Zimbabwe: Le président Mugabe détenu par l'armée déployée dans la capitale
par Fanuel Jongwe, Reagan Mashave
AFP, Yahoo! actualités - 15 nov 2017
https://fr.news.yahoo.com/zimbabwe-barrages-blindes-autour-parlement-a-harare-064245956.html


HARARE - (.../...)
 Après plusieurs jours de très vives tensions, l'opération de l'armée, jusque-là considérée comme un pilier du régime, constitue un défi sans précédent à l'autorité de Robert Mugabe. Lundi, le chef d'état-major, le général Constantino Chiwenga, avait publiquement dénoncé la décision du chef de l'Etat de limoger le vice-président Mnangagwa. L'armée pourrait "intervenir" si cette "purge" ne cessait pas au sein du parti présidentiel, avait-il mis en garde. Le parti du président a accusé en retour mardi le militaire de "conduite relevant de la trahison" et dénoncé sa volonté "d'encourager au soulèvement".

Le général Chiwenga et M. Mnangagwa ont tous deux été des figures majeures de la lutte pour l'indépendance de cette ancienne colonie britannique, au côté de l'actuel chef de l'Etat. "Je ne pense pas que Mugabe ait encore le contrôle total de la situation", a commenté à l'AFP l'analyste politique David Moore, de l'université de Johannesburg. "L'armée semble suivre une seule direction, et c'est celle imposée par son chef", a-t-il ajouté.

L'ancien vice-président Mnangagwa, 75 ans, a été démis de ses fonctions la semaine derrière et contraint à l'exil après un bras de fer avec la Première dame, Grace Mugabe, 52 ans, qui ne cache pas son ambition de succéder à son époux. Il a accusé la deuxième épouse du président d'avoir tenté de l'empoisonner pour l'éliminer, suscitant une vive réaction de l'intéressée qui a obtenu son éviction.
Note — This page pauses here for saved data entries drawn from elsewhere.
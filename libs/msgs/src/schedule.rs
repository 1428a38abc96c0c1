//! Scheduled task messages.
//!
//! The cron expression is passed through as-is; the server validates it.

use serde::{Deserialize, Serialize};

use crate::Addressing;

/// What a schedule runs.
#[derive(Debug, Clone, Copy, PartialEq, Eq, Serialize, Deserialize)]
#[serde(rename_all = "lowercase")]
pub enum ScheduleType {
    Pgbackrest,
    Policy,
}

#[derive(Debug, Clone, PartialEq, Serialize, Deserialize)]
pub struct CreateScheduleRequest {
    #[serde(flatten)]
    pub addressing: Addressing,

    #[serde(rename = "Name", default, skip_serializing_if = "String::is_empty")]
    pub name: String,

    /// Five-field cron expression.
    #[serde(rename = "Schedule")]
    pub schedule: String,

    #[serde(rename = "ScheduleType")]
    pub schedule_type: ScheduleType,

    /// `full`, `diff` or `incr` for pgBackRest schedules.
    #[serde(rename = "PGBackRestType", default, skip_serializing_if = "String::is_empty")]
    pub backrest_type: String,

    #[serde(rename = "BackrestStorageType", default, skip_serializing_if = "String::is_empty")]
    pub storage_type: String,

    #[serde(rename = "PolicyName", default, skip_serializing_if = "String::is_empty")]
    pub policy: String,

    #[serde(rename = "Database", default, skip_serializing_if = "String::is_empty")]
    pub database: String,
}

/// Show or delete schedules of the addressed clusters, or one schedule by
/// name.
#[derive(Debug, Clone, PartialEq, Serialize, Deserialize)]
pub struct ScheduleRequest {
    #[serde(flatten)]
    pub addressing: Addressing,

    #[serde(rename = "ScheduleName", default, skip_serializing_if = "String::is_empty")]
    pub schedule_name: String,
}

#[cfg(test)]
mod tests {
    use super::*;

    #[test]
    fn schedule_type_is_lowercase_on_the_wire() {
        let request = CreateScheduleRequest {
            addressing: Addressing::new("pgo").with_names(["hippo"]),
            name: String::new(),
            schedule: "0 1 * * *".to_string(),
            schedule_type: ScheduleType::Pgbackrest,
            backrest_type: "full".to_string(),
            storage_type: String::new(),
            policy: String::new(),
            database: String::new(),
        };
        let value = serde_json::to_value(&request).unwrap();

        assert_eq!(value["ScheduleType"], "pgbackrest");
        assert_eq!(value["Schedule"], "0 1 * * *");
        assert!(value.get("PolicyName").is_none());
    }
}
//! pgBouncer connection pooler messages.

use serde::{Deserialize, Serialize};

use crate::{Addressing, ClusterSelection};

/// CPU and memory settings for the pgBouncer pods. Empty means the
/// server default.
#[derive(Debug, Clone, Default, PartialEq, Eq, Serialize, Deserialize)]
pub struct PgbouncerResources {
    #[serde(rename = "CPURequest", default)]
    pub cpu_request: String,

    #[serde(rename = "CPULimit", default)]
    pub cpu_limit: String,

    #[serde(rename = "MemoryRequest", default)]
    pub memory_request: String,

    #[serde(rename = "MemoryLimit", default)]
    pub memory_limit: String,

    /// Zero leaves the replica count to the server.
    #[serde(rename = "Replicas", default)]
    pub replicas: i32,
}

/// Add pgBouncer to the addressed clusters. Sent as `POST /pgbouncer`.
#[derive(Debug, Clone, PartialEq, Serialize, Deserialize)]
pub struct CreatePgbouncerRequest {
    #[serde(flatten)]
    pub addressing: Addressing,

    #[serde(flatten)]
    pub resources: PgbouncerResources,
}

/// Remove pgBouncer from the addressed clusters. Sent as `DELETE /pgbouncer`.
#[derive(Debug, Clone, PartialEq, Serialize, Deserialize)]
pub struct DeletePgbouncerRequest {
    #[serde(flatten)]
    pub addressing: Addressing,

    /// Also drop the pgbouncer user and every object it owns.
    #[serde(rename = "Uninstall", default)]
    pub uninstall: bool,
}

#[derive(Debug, Clone, PartialEq, Serialize, Deserialize)]
pub struct ShowPgbouncerRequest {
    #[serde(flatten)]
    pub selection: ClusterSelection,
}

#[derive(Debug, Clone, Default, PartialEq, Serialize, Deserialize)]
pub struct ShowPgbouncerResult {
    #[serde(rename = "Results", default, deserialize_with = "crate::de::nullable")]
    pub results: Vec<PgbouncerDetail>,
}

#[derive(Debug, Clone, Default, PartialEq, Serialize, Deserialize)]
#[serde(default)]
pub struct PgbouncerDetail {
    #[serde(rename = "ClusterName")]
    pub cluster_name: String,

    #[serde(rename = "HasPgBouncer")]
    pub has_pgbouncer: bool,

    #[serde(rename = "ServiceName")]
    pub service_name: String,

    #[serde(rename = "ServiceClusterIP")]
    pub service_cluster_ip: String,

    #[serde(rename = "ServiceExternalIP")]
    pub service_external_ip: String,

    #[serde(rename = "Username")]
    pub username: String,

    #[serde(rename = "Password")]
    pub password: String,
}

/// Resize pgBouncer or rotate its password. Sent as `PUT /pgbouncer`.
#[derive(Debug, Clone, PartialEq, Serialize, Deserialize)]
pub struct UpdatePgbouncerRequest {
    #[serde(flatten)]
    pub selection: ClusterSelection,

    #[serde(flatten)]
    pub resources: PgbouncerResources,

    #[serde(rename = "RotatePassword", default)]
    pub rotate_password: bool,
}

#[derive(Debug, Clone, Default, PartialEq, Serialize, Deserialize)]
pub struct UpdatePgbouncerResult {
    #[serde(rename = "Results", default, deserialize_with = "crate::de::nullable")]
    pub results: Vec<PgbouncerUpdateDetail>,
}

#[derive(Debug, Clone, Default, PartialEq, Serialize, Deserialize)]
#[serde(default)]
pub struct PgbouncerUpdateDetail {
    #[serde(rename = "ClusterName")]
    pub cluster_name: String,

    #[serde(rename = "HasPgBouncer")]
    pub has_pgbouncer: bool,

    #[serde(rename = "Error")]
    pub error: bool,

    #[serde(rename = "ErrorMessage")]
    pub error_message: String,
}
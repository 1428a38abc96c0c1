//! Error taxonomy, exit codes and user-facing error display.

use std::io;
use std::path::PathBuf;

use colored::Colorize;
use pgo_msgs::{AddressingError, ApplicationError};
use thiserror::Error;

use crate::credentials::CredentialParseError;

/// Exit status for a successful run.
pub const EXIT_OK: i32 = 0;
/// Bad flags, missing namespace, config file trouble.
pub const EXIT_USAGE: i32 = 1;
/// A call failed at the transport, HTTP or application layer.
pub const EXIT_CALL: i32 = 2;
/// Credentials or TLS material could not be loaded.
pub const EXIT_SETUP: i32 = 3;

/// Failure to assemble a [`Session`](crate::Session). Always raised before
/// any network activity.
#[derive(Debug, Error)]
pub enum SetupError {
    #[error("{present} is set but {missing} is not; set both or neither")]
    PartialEnvCredentials {
        present: &'static str,
        missing: &'static str,
    },

    #[error("cannot read credentials file {}: {source}", path.display())]
    CredentialFileUnreadable {
        path: PathBuf,
        #[source]
        source: io::Error,
    },

    #[error("invalid credentials file {}: {reason}", path.display())]
    CredentialFileInvalid {
        path: PathBuf,
        reason: CredentialParseError,
    },

    #[error("no credentials found (checked PGOUSERNAME/PGOUSERPASS, {})", searched_display(.searched))]
    NoCredentials { searched: Vec<PathBuf> },

    #[error("no API server URL; pass --apiserver-url or set PGO_APISERVER_URL")]
    MissingServerUrl,

    #[error("invalid API server URL {url:?}: {reason}")]
    InvalidServerUrl { url: String, reason: String },

    #[error("no {what} path; pass --{flag} or set {env}")]
    MissingTlsPath {
        what: &'static str,
        flag: &'static str,
        env: &'static str,
    },

    #[error("cannot read {what} {}: {source}", path.display())]
    TlsFileUnreadable {
        what: &'static str,
        path: PathBuf,
        #[source]
        source: io::Error,
    },

    #[error("malformed PEM in {}: {source}", path.display())]
    InvalidPem {
        path: PathBuf,
        #[source]
        source: io::Error,
    },

    #[error("no certificates found in {}", path.display())]
    NoCertificates { path: PathBuf },

    #[error("no private key found in {}", path.display())]
    NoPrivateKey { path: PathBuf },

    #[error("invalid TLS material: {0}")]
    InvalidTlsMaterial(#[source] reqwest::Error),

    #[error("cannot build HTTPS client: {0}")]
    ClientBuild(#[source] reqwest::Error),
}

fn searched_display(paths: &[PathBuf]) -> String {
    paths
        .iter()
        .map(|path| path.display().to_string())
        .collect::<Vec<_>>()
        .join(", ")
}

/// Failure of one remote call before an application status could be read.
#[derive(Debug, Error)]
pub enum CallError {
    #[error("cannot encode request body: {0}")]
    Encode(#[source] serde_json::Error),

    #[error("invalid request URL {0}")]
    InvalidUrl(String),

    #[error("transport error: {0}")]
    Transport(#[source] reqwest::Error),

    #[error("Authentication Failed")]
    AuthenticationFailed,

    #[error("Invalid Status Code: {0}")]
    UnexpectedStatus(u16),

    #[error("cannot decode response: {source}")]
    Decode {
        body: String,
        #[source]
        source: serde_json::Error,
    },
}

/// Top-level error the binary reports.
#[derive(Debug, Error)]
pub enum CliError {
    #[error(transparent)]
    Setup(#[from] SetupError),

    #[error(transparent)]
    Call(#[from] CallError),

    #[error(transparent)]
    Application(#[from] ApplicationError),

    #[error(transparent)]
    Addressing(#[from] AddressingError),

    #[error("{0}")]
    Usage(String),

    #[error("{0}")]
    Other(#[from] anyhow::Error),
}

impl CliError {
    pub fn usage(message: impl Into<String>) -> Self {
        Self::Usage(message.into())
    }

    pub fn exit_code(&self) -> i32 {
        match self {
            Self::Setup(_) => EXIT_SETUP,
            Self::Call(_) | Self::Application(_) => EXIT_CALL,
            Self::Addressing(_) | Self::Usage(_) => EXIT_USAGE,
            Self::Other(inner) => exit_code(inner),
        }
    }
}

/// Exit status for an error returned by a command.
pub fn exit_code(err: &anyhow::Error) -> i32 {
    if let Some(cli_err) = err.downcast_ref::<CliError>() {
        return cli_err.exit_code();
    }
    if err.downcast_ref::<SetupError>().is_some() {
        return EXIT_SETUP;
    }
    if err.downcast_ref::<CallError>().is_some() || err.downcast_ref::<ApplicationError>().is_some()
    {
        return EXIT_CALL;
    }
    EXIT_USAGE
}

/// Print an error in a user-friendly format.
pub fn print_error(err: &anyhow::Error) {
    eprintln!("{} {}", "Error:".red().bold(), err);

    if let Some(hint) = hint_for(err) {
        eprintln!("\n{}", hint.yellow());
    }
}

fn hint_for(err: &anyhow::Error) -> Option<&'static str> {
    let call = err.downcast_ref::<CallError>().or_else(|| {
        err.downcast_ref::<CliError>().and_then(|cli_err| match cli_err {
            CliError::Call(call) => Some(call),
            _ => None,
        })
    });
    if let Some(call) = call {
        return match call {
            CallError::AuthenticationFailed => {
                Some("Hint: Check PGOUSERNAME/PGOUSERPASS or the contents of ~/.pgouser.")
            }
            CallError::UnexpectedStatus(403) => {
                Some("Hint: Your pgo role may not permit this operation.")
            }
            CallError::Transport(_) => {
                Some("Hint: Check the API server URL and the client certificate settings.")
            }
            CallError::Decode { .. } => {
                Some("Hint: The API server may be a different version; run `pgo version`.")
            }
            _ => None,
        };
    }

    let setup = err.downcast_ref::<SetupError>().or_else(|| {
        err.downcast_ref::<CliError>().and_then(|cli_err| match cli_err {
            CliError::Setup(setup) => Some(setup),
            _ => None,
        })
    });
    match setup {
        Some(SetupError::NoCredentials { .. }) => {
            Some("Hint: Write `username:password` to ~/.pgouser or set PGOUSERNAME and PGOUSERPASS.")
        }
        Some(SetupError::MissingTlsPath { .. }) => {
            Some("Hint: The CA bundle, client certificate and client key are all required.")
        }
        _ => None,
    }
}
Figure controversée, connue pour ses accès de colère et son goût du luxe, Mme Mugabe, qui dirige la puissante Ligue des femmes de la Zanu-PF, compte de nombreux opposants au sein du parti au pouvoir et du gouvernement. A la tête depuis 37 ans d'un régime autoritaire et répressif, Robert Mugabe a déjà été investi par la Zanu-PF pour la présidentielle de 2018, malgré son âge et sa santé fragile.


Zimbabwe: Dates-clé depuis l'arrivée au pouvoir de Mugabe
Le Zimbabwe, un pays en crise après 37 ans de règne de Mugabe
AFP, Yahoo! actualités - 15 nov 2017
https://fr.news.yahoo.com/zimbabwe-dates-cle-depuis-larrivee-au-pouvoir-mugabe-072644935.html
https://fr.news.yahoo.com/zimbabwe-pays-crise-apres-37-ans-regne-mugabe-074205247.html


HARARE - Depuis son indépendance en 1980, le Zimbabwe n'a connu qu'un seul dirigeant, Robert Mugabe. Rappel des principales étapes de son règne de plus de 37 ans, l'un des plus longs sur le continent africain.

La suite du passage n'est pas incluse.